A shame that Barrett lays himself vulnerable to the denialist counter-attack by citing Tweets instead of serious studies. The counter-attack comes swiftly from Eric Berger of the SciGuy blog in the Houston Chronicle, under the sanguine headline “There will probably be fewer Sandy-like storms in the future.”
From the start, he disavows “both climate advocacy and denialism” (as if these were equal sins), but his purpose is to tar with the alarmism epithet anyone who would link Frankenstorm Sandy to climate change. In addition to savaging Barrett, he takes on Kevin Knobloch—president of the Union of Concerned Scientists!—for daring to say of Sandy (on The Hill’s E2 Wire environment blog):
“We’re at a place where we have to focus on both mitigation — reducing greenhouse gas emissions — and adaptation — starting to move our vital infrastructure out of harm’s way. We know this is going to be our future. This is our new normal.”
Berger retaliates under subhead “It’s Science, Stupid” with the reassuring statement: “Science tells us this is not a new normal.” He backs it up by linking to something else he wrote about an “important paper” (note how Mr. Objectivity lards his prose with manipulative adjectives) from Nature Geoscience whose authors “did not conclusively find any detectable human influence on hurricane activity.” (I guess we’re supposed to overlook those bet-hedging adjectives “conclusively” and “detectable.”)
Berger’s screed and a similar one by Andrew Revkin on the New York Times‘ Dot Earth blog cross-link to each other in a cozy mutual admiration society (Berger linked to Revkin first, who returned the favor with an “update” comment hailing Berger’s piece as “excellent” without noting that it cites him favorably).

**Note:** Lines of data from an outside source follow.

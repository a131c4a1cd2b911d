use crate::error::{Result, TabchatError};
use opentelemetry::{trace::TracerProvider as _, KeyValue};
use opentelemetry_sdk::Resource;
use std::env;
use tracing_subscriber::layer::SubscriberExt;
use tracing_subscriber::util::SubscriberInitExt;
use tracing_subscriber::EnvFilter;

/// Console log format, selected via `TABCHAT_LOG_FORMAT`.
#[derive(Debug, Clone, Copy, PartialEq, Eq)]
pub enum LogFormat {
    Compact,
    Json,
}

impl LogFormat {
    fn from_env() -> Self {
        match env::var("TABCHAT_LOG_FORMAT").as_deref() {
            Ok("json") | Ok("jsonl") => LogFormat::Json,
            _ => LogFormat::Compact,
        }
    }
}

/// Flushes buffered spans on shutdown.
pub struct TelemetryGuard {
    tracer_provider: Option<opentelemetry_sdk::trace::SdkTracerProvider>,
}

impl Drop for TelemetryGuard {
    fn drop(&mut self) {
        if let Some(provider) = self.tracer_provider.take() {
            if let Err(e) = provider.shutdown() {
                eprintln!("error shutting down tracer provider: {}", e);
            }
        }
    }
}

fn env_filter() -> EnvFilter {
    EnvFilter::try_from_default_env().unwrap_or_else(|_| "info".into())
}

fn otlp_endpoint() -> Option<String> {
    if !env::var("TABCHAT_ENABLE_TRACING")
        .map(|v| matches!(v.to_lowercase().as_str(), "1" | "true" | "yes"))
        .unwrap_or(false)
    {
        return None;
    }
    env::var("OTEL_EXPORTER_OTLP_ENDPOINT").ok()
}

/// Set up logging for the whole process: console output always, span export
/// only when an OTLP endpoint is configured and export is enabled.
pub fn init_tracing(service_name: &str) -> Result<TelemetryGuard> {
    let format = LogFormat::from_env();

    let Some(endpoint) = otlp_endpoint() else {
        init_console_only(format);
        tracing::info!(service = service_name, "logging initialized");
        return Ok(TelemetryGuard {
            tracer_provider: None,
        });
    };

    let provider = build_otlp_provider(service_name, &endpoint)?;
    let telemetry =
        tracing_opentelemetry::layer().with_tracer(provider.tracer(service_name.to_string()));

    match format {
        LogFormat::Compact => tracing_subscriber::registry()
            .with(telemetry)
            .with(tracing_subscriber::fmt::layer())
            .with(env_filter())
            .init(),
        LogFormat::Json => tracing_subscriber::registry()
            .with(telemetry)
            .with(tracing_subscriber::fmt::layer().json())
            .with(env_filter())
            .init(),
    }

    tracing::info!(
        service = service_name,
        endpoint = %endpoint,
        "opentelemetry tracing initialized"
    );

    Ok(TelemetryGuard {
        tracer_provider: Some(provider),
    })
}

fn init_console_only(format: LogFormat) {
    match format {
        LogFormat::Compact => {
            tracing_subscriber::fmt().with_env_filter(env_filter()).init()
        }
        LogFormat::Json => tracing_subscriber::fmt()
            .json()
            .with_env_filter(env_filter())
            .init(),
    }
}

fn build_otlp_provider(
    service_name: &str,
    endpoint: &str,
) -> Result<opentelemetry_sdk::trace::SdkTracerProvider> {
    use opentelemetry_otlp::WithExportConfig;

    let exporter = opentelemetry_otlp::SpanExporter::builder()
        .with_tonic()
        .with_endpoint(endpoint)
        .build()
        .map_err(|e| TabchatError::Tracing(format!("exporter build failed: {}", e)))?;

    let resource = Resource::builder_empty()
        .with_attribute(KeyValue::new("service.name", service_name.to_string()))
        .build();

    Ok(opentelemetry_sdk::trace::SdkTracerProvider::builder()
        .with_batch_exporter(exporter)
        .with_resource(resource)
        .build())
}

Revkin also links to another contribution that favorably cites his own work while sneering at those who see the hand of climate change behind Sandy, by Curtis Brainard in Columbia Journalism Review. Brainard calls out Rebecca Leber of the activist Climate Progress blog for asserting a “scientifically established link that carbon pollution fuels more extreme weather,” and Elizabeth Kolbert in the New Yorker for backing up similar claims with a study about heat waves. Gripes Brainard: “It’s a classic bait-and-switch and totally irresponsible since the dynamics of heat waves are very different from those of hurricanes.”
Calling out sloppy reportage is all fine, but doing so in a way that abets don’t-worry-be-happy denialism is definitely not. Mark Fischetti in Scientific American explains why the media bet-hedging is itself misleading:
“If you’ve followed the U.S. news and weather in the past 24 hours you have no doubt run across a journalist or blogger explaining why it’s difficult to say that climate change could be causing big storms like Sandy. Well, no doubt here: it is.
“The hedge expressed by journalists is that many variables go into creating a big storm, so the size of Hurricane Sandy, or any specific storm, cannot be attributed to climate change. That’s true, and it’s based on good science. However, that statement does not mean that we cannot say that climate change is making storms bigger. It is doing just that—a statement also based on good science, and one that the insurance industry is embracing, by the way…
“Scientists have long taken a similarly cautious stance, but more are starting to drop the caveat and link climate change directly to intense storms and other extreme weather events, such as the warm 2012 winter in the eastern U.S. and the frigid one in Europe at the same time. They are emboldened because researchers have gotten very good in the past decade at determining what affects the variables that create big storms.”
Fischetti cites a study in Oceanography journal by Cornell University scholar Charles Greenefinding that receding Arctic Sea ice impacts an atmospheric pressure system called the North Atlantic Oscillation, making it more likely to be negative, which causes the Jet Stream to deliver more cold air south, which in turn jacks up the potency of hurricanes. So—whaddaya know!—it seems that global warming does “cause” super-storms!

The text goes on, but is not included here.